— Task instructions —
Only a number is wanted: how many lines in the listing contain the word "NewCompetition"?

*** Block opens ***

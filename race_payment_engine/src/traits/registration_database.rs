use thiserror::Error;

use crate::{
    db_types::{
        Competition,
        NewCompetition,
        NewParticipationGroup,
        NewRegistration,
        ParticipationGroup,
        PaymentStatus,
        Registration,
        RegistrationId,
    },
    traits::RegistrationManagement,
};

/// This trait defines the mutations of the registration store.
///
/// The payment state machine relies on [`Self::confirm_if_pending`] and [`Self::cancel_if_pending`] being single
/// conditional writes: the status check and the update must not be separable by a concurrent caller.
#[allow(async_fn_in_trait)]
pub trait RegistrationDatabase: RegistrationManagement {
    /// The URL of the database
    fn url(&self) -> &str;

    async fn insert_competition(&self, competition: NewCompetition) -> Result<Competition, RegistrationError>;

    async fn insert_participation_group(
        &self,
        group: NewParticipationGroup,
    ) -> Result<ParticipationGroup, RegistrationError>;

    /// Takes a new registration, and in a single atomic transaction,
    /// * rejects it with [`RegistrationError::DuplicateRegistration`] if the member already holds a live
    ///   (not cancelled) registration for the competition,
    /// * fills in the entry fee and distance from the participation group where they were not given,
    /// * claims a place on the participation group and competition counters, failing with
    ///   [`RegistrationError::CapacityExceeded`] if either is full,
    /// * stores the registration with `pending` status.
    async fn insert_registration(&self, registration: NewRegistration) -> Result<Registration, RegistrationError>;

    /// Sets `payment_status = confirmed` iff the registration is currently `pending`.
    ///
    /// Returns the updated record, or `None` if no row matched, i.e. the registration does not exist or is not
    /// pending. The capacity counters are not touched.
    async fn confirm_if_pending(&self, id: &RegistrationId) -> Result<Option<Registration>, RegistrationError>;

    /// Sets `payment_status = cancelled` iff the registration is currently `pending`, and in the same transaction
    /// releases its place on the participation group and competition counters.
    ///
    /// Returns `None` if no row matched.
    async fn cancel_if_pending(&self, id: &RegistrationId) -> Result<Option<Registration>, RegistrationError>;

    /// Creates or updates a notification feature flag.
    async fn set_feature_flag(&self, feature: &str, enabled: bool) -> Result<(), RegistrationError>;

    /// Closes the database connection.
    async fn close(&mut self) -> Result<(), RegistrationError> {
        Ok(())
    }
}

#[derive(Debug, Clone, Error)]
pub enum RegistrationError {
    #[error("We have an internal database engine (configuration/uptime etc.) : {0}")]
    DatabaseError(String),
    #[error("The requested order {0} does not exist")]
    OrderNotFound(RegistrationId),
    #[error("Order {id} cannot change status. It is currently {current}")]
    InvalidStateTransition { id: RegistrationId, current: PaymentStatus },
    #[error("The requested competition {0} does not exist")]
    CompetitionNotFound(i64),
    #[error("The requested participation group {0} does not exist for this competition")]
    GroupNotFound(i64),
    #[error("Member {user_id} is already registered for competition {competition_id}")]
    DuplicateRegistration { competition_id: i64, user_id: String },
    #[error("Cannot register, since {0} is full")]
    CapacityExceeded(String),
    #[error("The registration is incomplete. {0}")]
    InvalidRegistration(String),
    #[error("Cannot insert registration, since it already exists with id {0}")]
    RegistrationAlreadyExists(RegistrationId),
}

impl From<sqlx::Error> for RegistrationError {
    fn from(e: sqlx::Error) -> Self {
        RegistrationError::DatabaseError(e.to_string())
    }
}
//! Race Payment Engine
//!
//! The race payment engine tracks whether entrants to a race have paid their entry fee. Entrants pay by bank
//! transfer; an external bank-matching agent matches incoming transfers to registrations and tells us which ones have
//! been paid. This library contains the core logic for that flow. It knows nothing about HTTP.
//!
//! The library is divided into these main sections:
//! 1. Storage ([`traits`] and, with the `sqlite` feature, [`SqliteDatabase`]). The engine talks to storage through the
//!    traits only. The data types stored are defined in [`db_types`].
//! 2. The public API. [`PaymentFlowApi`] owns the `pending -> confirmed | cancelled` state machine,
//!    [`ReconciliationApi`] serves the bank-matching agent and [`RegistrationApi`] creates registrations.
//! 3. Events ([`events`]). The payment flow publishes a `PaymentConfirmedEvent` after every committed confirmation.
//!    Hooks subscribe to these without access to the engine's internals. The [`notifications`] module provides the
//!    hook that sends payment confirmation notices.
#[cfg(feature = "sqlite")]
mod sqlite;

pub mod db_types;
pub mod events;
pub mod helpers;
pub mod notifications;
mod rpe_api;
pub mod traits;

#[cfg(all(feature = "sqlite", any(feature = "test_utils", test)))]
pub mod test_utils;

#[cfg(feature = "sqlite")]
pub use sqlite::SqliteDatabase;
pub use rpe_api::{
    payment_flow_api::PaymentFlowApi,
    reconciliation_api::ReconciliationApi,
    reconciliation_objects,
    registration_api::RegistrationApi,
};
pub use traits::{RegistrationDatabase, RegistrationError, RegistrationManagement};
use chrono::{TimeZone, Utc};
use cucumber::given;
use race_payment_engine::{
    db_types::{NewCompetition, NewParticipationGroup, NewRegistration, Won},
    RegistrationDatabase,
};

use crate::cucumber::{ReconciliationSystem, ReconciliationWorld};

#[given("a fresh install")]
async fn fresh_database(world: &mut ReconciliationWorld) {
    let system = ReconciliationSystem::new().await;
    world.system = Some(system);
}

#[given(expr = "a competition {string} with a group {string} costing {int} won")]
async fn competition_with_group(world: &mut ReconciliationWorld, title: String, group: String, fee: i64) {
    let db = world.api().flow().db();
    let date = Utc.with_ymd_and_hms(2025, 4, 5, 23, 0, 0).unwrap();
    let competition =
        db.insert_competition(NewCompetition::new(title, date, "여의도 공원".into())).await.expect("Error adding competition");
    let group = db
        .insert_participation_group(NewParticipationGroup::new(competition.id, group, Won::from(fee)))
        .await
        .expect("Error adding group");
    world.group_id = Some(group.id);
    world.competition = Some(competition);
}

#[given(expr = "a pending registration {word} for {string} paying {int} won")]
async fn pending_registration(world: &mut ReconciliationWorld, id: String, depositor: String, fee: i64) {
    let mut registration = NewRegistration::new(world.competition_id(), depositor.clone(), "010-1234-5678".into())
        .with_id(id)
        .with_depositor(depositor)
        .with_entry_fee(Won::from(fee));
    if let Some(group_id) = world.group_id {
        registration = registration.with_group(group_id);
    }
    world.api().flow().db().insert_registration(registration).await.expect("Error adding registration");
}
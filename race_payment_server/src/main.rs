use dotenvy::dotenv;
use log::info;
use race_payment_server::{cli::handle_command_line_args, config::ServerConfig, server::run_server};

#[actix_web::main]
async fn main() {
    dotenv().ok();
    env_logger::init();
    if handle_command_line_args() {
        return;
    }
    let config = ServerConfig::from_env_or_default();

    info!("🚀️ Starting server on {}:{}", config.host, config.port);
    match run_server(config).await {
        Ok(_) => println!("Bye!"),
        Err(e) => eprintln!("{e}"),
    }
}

*** Block closes ***

— Output for this task —
4